Saved data entries
impl ProcessSupervisor {
    pub fn new(
        config: SupervisorConfig,
        sink: Arc<dyn EventSink>,
        observer: Arc<dyn SessionObserver>,
    ) -> Self {
        let notify = spawn_dispatcher(observer);
        Self {
            shared: Arc::new(Shared {
                config,
                sink,
                inner: Mutex::new(Inner {
                    machine: SessionStateMachine::new(),
                    session: None,
                }),
                notifications: Mutex::new(notify),
            }),
        }
    }

    /// Start a session unless one is already live.
    ///
    /// A second call while a session is live is a logged no-op. A process
    /// left behind by a session that ended in a protocol error is reaped
    /// before the new one is spawned.
    pub fn start(&self) -> StartOutcome {
        let shared = &self.shared;
        let mut inner = shared.lock_inner();

        if let Some(session) = inner.session.as_ref().filter(|s| s.is_active()) {
            shared.sink.log(
                "record_already_running",
                json!({ "session_id": session.id.to_string(), "pid": session.pid() }),
            );
            return StartOutcome::AlreadyRunning;
        }
        if let Some(stale) = inner.session.take() {
            shared.terminate(stale, "restart");
        }

        let transition = inner.machine.begin();
        shared.publish(transition);

        let transcriber = &shared.config.transcriber;
        transcriber.check(shared.sink.as_ref());
        shared.sink.log(
            "start",
            json!({
                "interpreter": transcriber.interpreter.display().to_string(),
                "script": transcriber.script.display().to_string(),
                "working_dir": transcriber.assets_dir.display().to_string(),
            }),
        );

        let mut process = match TranscriberProcess::spawn(shared.config.spawn_config()) {
            Ok(process) => process,
            Err(e) => {
                log::error!("Failed to spawn transcriber: {}", e);
                shared
                    .sink
                    .log("spawn_error", json!({ "error": e.to_string() }));
                let transition = inner.machine.fail();
                shared.publish(transition);
                return StartOutcome::SpawnFailed;
            }
        };
        let Some(events) = process.take_receiver() else {
            log::error!("Transcriber started without an event channel");
            if let Err(e) = process.kill() {
                log::warn!("Failed to terminate transcriber: {}", e);
            }
            shared.sink.log(
                "spawn_error",
                json!({ "pid": process.pid(), "error": "event channel unavailable" }),
            );
            let transition = inner.machine.fail();
            shared.publish(transition);
            return StartOutcome::SpawnFailed;
        };

        let id = SessionId::new();
        shared.sink.log(
            "spawn",
            json!({ "session_id": id.to_string(), "pid": process.pid() }),
        );
        log::info!("Transcriber started (pid {}, session {})", process.pid(), id);
        inner.session = Some(Session::new(id.clone(), process));
        drop(inner);

        let shared = Arc::clone(&self.shared);
        let session_id = id.clone();
        thread::spawn(move || run_event_loop(shared, session_id, events));

        StartOutcome::Spawned(id)
    }

    /// Tell the transcriber to stop listening and produce a result.
    ///
    /// Writes a single newline to its stdin. Returns `false` when there is no
    /// live session or the write failed. Does not change state.
    pub fn signal_finish(&self) -> bool {
        let inner = self.shared.lock_inner();
        let Some(session) = inner.session.as_ref().filter(|s| s.is_active()) else {
            log::debug!("Finish signal ignored: no active session");
            return false;
        };

        match session.process.write_stdin(FINISH_SIGNAL) {
            Ok(()) => {
                self.shared.sink.log(
                    "finish_signal",
                    json!({ "session_id": session.id.to_string() }),
                );
                true
            }
            Err(e) => {
                log::warn!("Failed to send finish signal: {}", e);
                self.shared.sink.log(
                    "finish_signal_error",
                    json!({ "session_id": session.id.to_string(), "error": e.to_string() }),
                );
                false
            }
        }
    }

    /// Terminate the subprocess if any and return to `idle`.
    ///
    /// Always safe to call. Termination failures are logged; the handle and
    /// buffered output are released regardless.
    pub fn kill(&self) {
        let mut inner = self.shared.lock_inner();
        if let Some(session) = inner.session.take() {
            self.shared.terminate(session, "kill");
        }
        let transition = inner.machine.reset();
        self.shared.publish(transition);
    }

    pub fn state(&self) -> LoadingState {
        self.shared.lock_inner().machine.state()
    }

    /// Whether a live, non-terminal session exists.
    pub fn is_running(&self) -> bool {
        self.shared
            .lock_inner()
            .session
            .as_ref()
            .is_some_and(Session::is_active)
    }

    /// Identifier of the live session, if any.
    pub fn session_id(&self) -> Option<SessionId> {
        self.shared
            .lock_inner()
            .session
            .as_ref()
            .filter(|s| s.is_active())
            .map(|s| s.id.clone())
    }
}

**WORK ITEM**
Please print out every record exactly as it is written.

**REPLY**
impl ProcessSupervisor {
    pub fn new(
        config: SupervisorConfig,
        sink: Arc<dyn EventSink>,
        observer: Arc<dyn SessionObserver>,
    ) -> Self {
        let notify = spawn_dispatcher(observer);
        Self {
            shared: Arc::new(Shared {
                config,
                sink,
                inner: Mutex::new(Inner {
                    machine: SessionStateMachine::new(),
                    session: None,
                }),
                notifications: Mutex::new(notify),
            }),
        }
    }

    /// Start a session unless one is already live.
    ///
    /// A second call while a session is live is a logged no-op. A process
    /// left behind by a session that ended in a protocol error is reaped
    /// before the new one is spawned.
    pub fn start(&self) -> StartOutcome {
        let shared = &self.shared;
        let mut inner = shared.lock_inner();

        if let Some(session) = inner.session.as_ref().filter(|s| s.is_active()) {
            shared.sink.log(
                "record_already_running",
                json!({ "session_id": session.id.to_string(), "pid": session.pid() }),
            );
            return StartOutcome::AlreadyRunning;
        }
        if let Some(stale) = inner.session.take() {
            shared.terminate(stale, "restart");
        }

        let transition = inner.machine.begin();
        shared.publish(transition);

        let transcriber = &shared.config.transcriber;
        transcriber.check(shared.sink.as_ref());
        shared.sink.log(
            "start",
            json!({
                "interpreter": transcriber.interpreter.display().to_string(),
                "script": transcriber.script.display().to_string(),
                "working_dir": transcriber.assets_dir.display().to_string(),
            }),
        );

        let mut process = match TranscriberProcess::spawn(shared.config.spawn_config()) {
            Ok(process) => process,
            Err(e) => {
                log::error!("Failed to spawn transcriber: {}", e);
                shared
                    .sink
                    .log("spawn_error", json!({ "error": e.to_string() }));
                let transition = inner.machine.fail();
                shared.publish(transition);
                return StartOutcome::SpawnFailed;
            }
        };
        let Some(events) = process.take_receiver() else {
            log::error!("Transcriber started without an event channel");
            if let Err(e) = process.kill() {
                log::warn!("Failed to terminate transcriber: {}", e);
            }
            shared.sink.log(
                "spawn_error",
                json!({ "pid": process.pid(), "error": "event channel unavailable" }),
            );
            let transition = inner.machine.fail();
            shared.publish(transition);
            return StartOutcome::SpawnFailed;
        };

        let id = SessionId::new();
        shared.sink.log(
            "spawn",
            json!({ "session_id": id.to_string(), "pid": process.pid() }),
        );
        log::info!("Transcriber started (pid {}, session {})", process.pid(), id);
        inner.session = Some(Session::new(id.clone(), process));
        drop(inner);

        let shared = Arc::clone(&self.shared);
        let session_id = id.clone();
        thread::spawn(move || run_event_loop(shared, session_id, events));

        StartOutcome::Spawned(id)
    }

    /// Tell the transcriber to stop listening and produce a result.
    ///
    /// Writes a single newline to its stdin. Returns `false` when there is no
    /// live session or the write failed. Does not change state.
    pub fn signal_finish(&self) -> bool {
        let inner = self.shared.lock_inner();
        let Some(session) = inner.session.as_ref().filter(|s| s.is_active()) else {
            log::debug!("Finish signal ignored: no active session");
            return false;
        };

        match session.process.write_stdin(FINISH_SIGNAL) {
            Ok(()) => {
                self.shared.sink.log(
                    "finish_signal",
                    json!({ "session_id": session.id.to_string() }),
                );
                true
            }
            Err(e) => {
                log::warn!("Failed to send finish signal: {}", e);
                self.shared.sink.log(
                    "finish_signal_error",
                    json!({ "session_id": session.id.to_string(), "error": e.to_string() }),
                );
                false
            }
        }
    }

    /// Terminate the subprocess if any and return to `idle`.
    ///
    /// Always safe to call. Termination failures are logged; the handle and
    /// buffered output are released regardless.
    pub fn kill(&self) {
        let mut inner = self.shared.lock_inner();
        if let Some(session) = inner.session.take() {
            self.shared.terminate(session, "kill");
        }
        let transition = inner.machine.reset();
        self.shared.publish(transition);
    }

    pub fn state(&self) -> LoadingState {
        self.shared.lock_inner().machine.state()
    }

    /// Whether a live, non-terminal session exists.
    pub fn is_running(&self) -> bool {
        self.shared
            .lock_inner()
            .session
            .as_ref()
            .is_some_and(Session::is_active)
    }

    /// Identifier of the live session, if any.
    pub fn session_id(&self) -> Option<SessionId> {
        self.shared
            .lock_inner()
            .session
            .as_ref()
            .filter(|s| s.is_active())
            .map(|s| s.id.clone())
    }
}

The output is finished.